Sunday, 26 January 2025

The Hidden Paths

When I moved into Swanvale Halt, I realised on exploring my surroundings that the footpath that ran up the hill between the fields and woods at the back of the Rectory and a 1990s estate was originally a road. Even today it has traces of the white lines down the middle. That has fascinated me ever since, even more so since realising that there are paths between the blocks of new houses, connecting the old road with the new; it's like a hidden landscape secreted inside the obvious, external one. Before the new streets were built, there were big houses here, some of them accommodation for the public school that used to own the area, and even tennis courts. I thought it might be a fun location for a Forest Church excursion, following the paths and reflecting on the way communities change, including the various people we used to know who lived in these cul-de-sacs and roads. Doing my recces I found a lone sequoia tree, and a curious double-trunked oak amid the yews and beeches. If God is to be found in the contemplation of landscape, the way landscapes, habits and memories alter affects our interaction with him as well. 
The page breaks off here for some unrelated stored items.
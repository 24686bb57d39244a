//! Side-by-side view of live predictions and reference labels

use serde::Serialize;
use smsguard_classifiers::{classify_batch_parallel, Classifier};
use smsguard_core::{Label, LabeledMessage, Prediction};

#[derive(Debug, Clone, PartialEq, Serialize)]
pub struct ComparisonRow {
    pub message: &'static str,
    pub expected: Label,
    pub prediction: Prediction,
}

impl ComparisonRow {
    pub fn agrees(&self) -> bool {
        self.prediction.label == self.expected
    }
}

#[derive(Debug, Clone, PartialEq, Serialize)]
pub struct Comparison {
    pub rows: Vec<ComparisonRow>,
    pub agreements: usize,
}

impl Comparison {
    pub fn disagreements(&self) -> impl Iterator<Item = &ComparisonRow> {
        self.rows.iter().filter(|row| !row.agrees())
    }
}

/// Classify every reference entry and pair it with its known label
pub fn compare<C>(classifier: &C, entries: &[LabeledMessage]) -> Comparison
where
    C: Classifier + ?Sized,
{
    let messages: Vec<&str> = entries.iter().map(|entry| entry.message).collect();
    let predictions = classify_batch_parallel(classifier, &messages);

    let rows: Vec<ComparisonRow> = entries
        .iter()
        .zip(predictions)
        .map(|(entry, prediction)| ComparisonRow {
            message: entry.message,
            expected: entry.label,
            prediction,
        })
        .collect();
    let agreements = rows.iter().filter(|row| row.agrees()).count();

    Comparison { rows, agreements }
}
//! Label decision and confidence mapping

use crate::scoring::ScorePair;
use serde::{Deserialize, Serialize};
use smsguard_core::Label;

/// Confidence floor; also the confidence of the empty-message result
pub const CONFIDENCE_BASE: f64 = 0.5;
/// Confidence never exceeds this
pub const CONFIDENCE_CAP: f64 = 0.99;

/// Range that confidence values are mapped into
#[derive(Debug, Clone, Copy, PartialEq, Serialize, Deserialize)]
#[serde(default)]
pub struct ConfidenceBounds {
    pub base: f64,
    pub cap: f64,
}

impl Default for ConfidenceBounds {
    fn default() -> Self {
        Self {
            base: CONFIDENCE_BASE,
            cap: CONFIDENCE_CAP,
        }
    }
}

/// Label and confidence derived from a score pair
#[derive(Debug, Clone, Copy, PartialEq)]
pub struct Decision {
    pub label: Label,
    pub confidence: f64,
}

/// Map scores to a label and a bounded confidence.
///
/// Spam wins only on a strictly higher score; ties go to ham.
pub fn decide(scores: &ScorePair, bounds: &ConfidenceBounds) -> Decision {
    let spam_probability = scores.spam_probability();

    let (label, support) = if scores.spam > scores.ham {
        (Label::Spam, spam_probability)
    } else {
        (Label::Ham, 1.0 - spam_probability)
    };

    let confidence = (bounds.base + support * (1.0 - bounds.base)).min(bounds.cap);

    Decision {
        label,
        confidence: round_to_hundredths(confidence),
    }
}

fn round_to_hundredths(value: f64) -> f64 {
    (value * 100.0).round() / 100.0
}
//! SMSGuard Classifiers
//!
//! Rule-based spam/ham classification for short text messages.
//!
//! A message flows through these stages:
//! - Lexicon: case-insensitive substring hits against spam and ham term lists
//! - Signals: punctuation, casing, digit, currency and link heuristics
//! - Scoring: weighted sums into a spam score and a ham score
//! - Decision: label plus a confidence in `[0.50, 0.99]`
//! - Evidence: the first few spam terms, reported with every prediction
//!
//! Classification is pure and total. Batches can be run sequentially or in
//! parallel with identical, order-preserving results.

pub mod batch;
pub mod classifier;
pub mod config;
pub mod decision;
pub mod evidence;
pub mod lexicon;
pub mod scoring;
pub mod signals;

pub use batch::{classify_batch, classify_batch_parallel, BatchSummary};
pub use classifier::{Analysis, Classifier, SpamClassifier};
pub use config::{ClassifierConfig, LexiconSpec};
pub use decision::{decide, ConfidenceBounds, Decision};
pub use lexicon::{Lexicon, LexiconMatches};
pub use scoring::{
    is_message_whitespace, token_count, ScoreInputs, ScorePair, Scorer, ShortMessageRule, Weights,
};
pub use signals::{SignalExtractor, SignalSet};

/// Prelude for convenient imports
pub mod prelude {
    pub use crate::batch::{classify_batch, classify_batch_parallel, BatchSummary};
    pub use crate::classifier::{Classifier, SpamClassifier};
    pub use crate::config::ClassifierConfig;
    pub use smsguard_core::{Label, Prediction};
}
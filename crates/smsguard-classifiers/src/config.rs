//! Configuration for the spam classifier

use crate::decision::ConfidenceBounds;
use crate::evidence::EVIDENCE_LIMIT;
use crate::lexicon::{validate_terms, HAM_TERMS, SPAM_TERMS};
use crate::scoring::{ShortMessageRule, Weights};
use serde::{Deserialize, Serialize};
use smsguard_core::{Error, Result};
use std::path::Path;

/// Tunable parameters of the classifier.
///
/// Every field falls back to the built-in constant, so a YAML file only needs
/// to name what it changes.
#[derive(Debug, Clone, PartialEq, Serialize, Deserialize)]
pub struct ClassifierConfig {
    /// Per-feature score weights
    #[serde(default)]
    pub weights: Weights,

    /// Short-message ham prior
    #[serde(default)]
    pub short_message: ShortMessageRule,

    /// Confidence mapping range
    #[serde(default)]
    pub confidence: ConfidenceBounds,

    /// Maximum spam terms reported per prediction
    #[serde(default = "default_evidence_limit")]
    pub evidence_limit: usize,

    /// Replacement term lists; the built-in lexicon when absent
    #[serde(default)]
    pub lexicon: Option<LexiconSpec>,
}

/// Custom term lists
#[derive(Debug, Clone, PartialEq, Serialize, Deserialize)]
pub struct LexiconSpec {
    #[serde(default)]
    pub spam: Vec<String>,

    #[serde(default)]
    pub ham: Vec<String>,
}

impl LexiconSpec {
    /// The built-in term lists
    pub fn builtin() -> Self {
        Self {
            spam: SPAM_TERMS.iter().map(|t| t.to_string()).collect(),
            ham: HAM_TERMS.iter().map(|t| t.to_string()).collect(),
        }
    }
}

impl Default for ClassifierConfig {
    fn default() -> Self {
        Self {
            weights: Weights::default(),
            short_message: ShortMessageRule::default(),
            confidence: ConfidenceBounds::default(),
            evidence_limit: default_evidence_limit(),
            lexicon: None,
        }
    }
}

impl ClassifierConfig {
    /// Load from YAML string
    pub fn from_yaml(yaml: &str) -> Result<Self> {
        let config: Self = serde_yaml::from_str(yaml)?;
        config.validate()?;
        Ok(config)
    }

    /// Load from file
    pub fn from_file(path: impl AsRef<Path>) -> Result<Self> {
        let content = std::fs::read_to_string(path)?;
        Self::from_yaml(&content)
    }

    /// Term lists in effect
    pub fn lexicon_spec(&self) -> LexiconSpec {
        self.lexicon.clone().unwrap_or_else(LexiconSpec::builtin)
    }

    /// Check value ranges and term lists
    pub fn validate(&self) -> Result<()> {
        for (name, weight) in self.weights.entries() {
            if !weight.is_finite() || weight < 0.0 {
                return Err(Error::config(format!(
                    "weight '{name}' must be a non-negative number, got {weight}"
                )));
            }
        }

        if !self.short_message.spam_ceiling.is_finite() {
            return Err(Error::config("short_message.spam_ceiling must be finite"));
        }

        let ConfidenceBounds { base, cap } = self.confidence;
        if !(0.0..=1.0).contains(&base) {
            return Err(Error::config(format!(
                "confidence.base must be within [0, 1], got {base}"
            )));
        }
        if !(base..=1.0).contains(&cap) {
            return Err(Error::config(format!(
                "confidence.cap must be within [{base}, 1], got {cap}"
            )));
        }

        if let Some(lexicon) = &self.lexicon {
            let spam: Vec<String> = lexicon.spam.iter().map(|t| t.to_lowercase()).collect();
            let ham: Vec<String> = lexicon.ham.iter().map(|t| t.to_lowercase()).collect();
            validate_terms(&spam, &ham)?;
        }

        Ok(())
    }
}

fn default_evidence_limit() -> usize {
    EVIDENCE_LIMIT
}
Today the wind blew and the rain fell, and only three of us braved the venture. I think I'll use this walk for a Forest Church later in the year, but I find myself reflecting that I often put material together that ends up not being used, and have to trust that in some way - divine providence, perhaps - it doesn't go to waste. It also struck me that that desire that the great lumber-box of things we have done and had to relinquish, whether creative efforts, loves and relationships, joys and sorrows, shouldn't go to waste either, has been perhaps more of a driving force in impelling me to investigate faith than I've realised. 

I joke that the great thing about the movies of The Lord of the Rings is that nobody has to read the books again, but I do like the walking rhyme Frodo sings near the end. I thought of it again as we traversed the secret paths on the hilltop.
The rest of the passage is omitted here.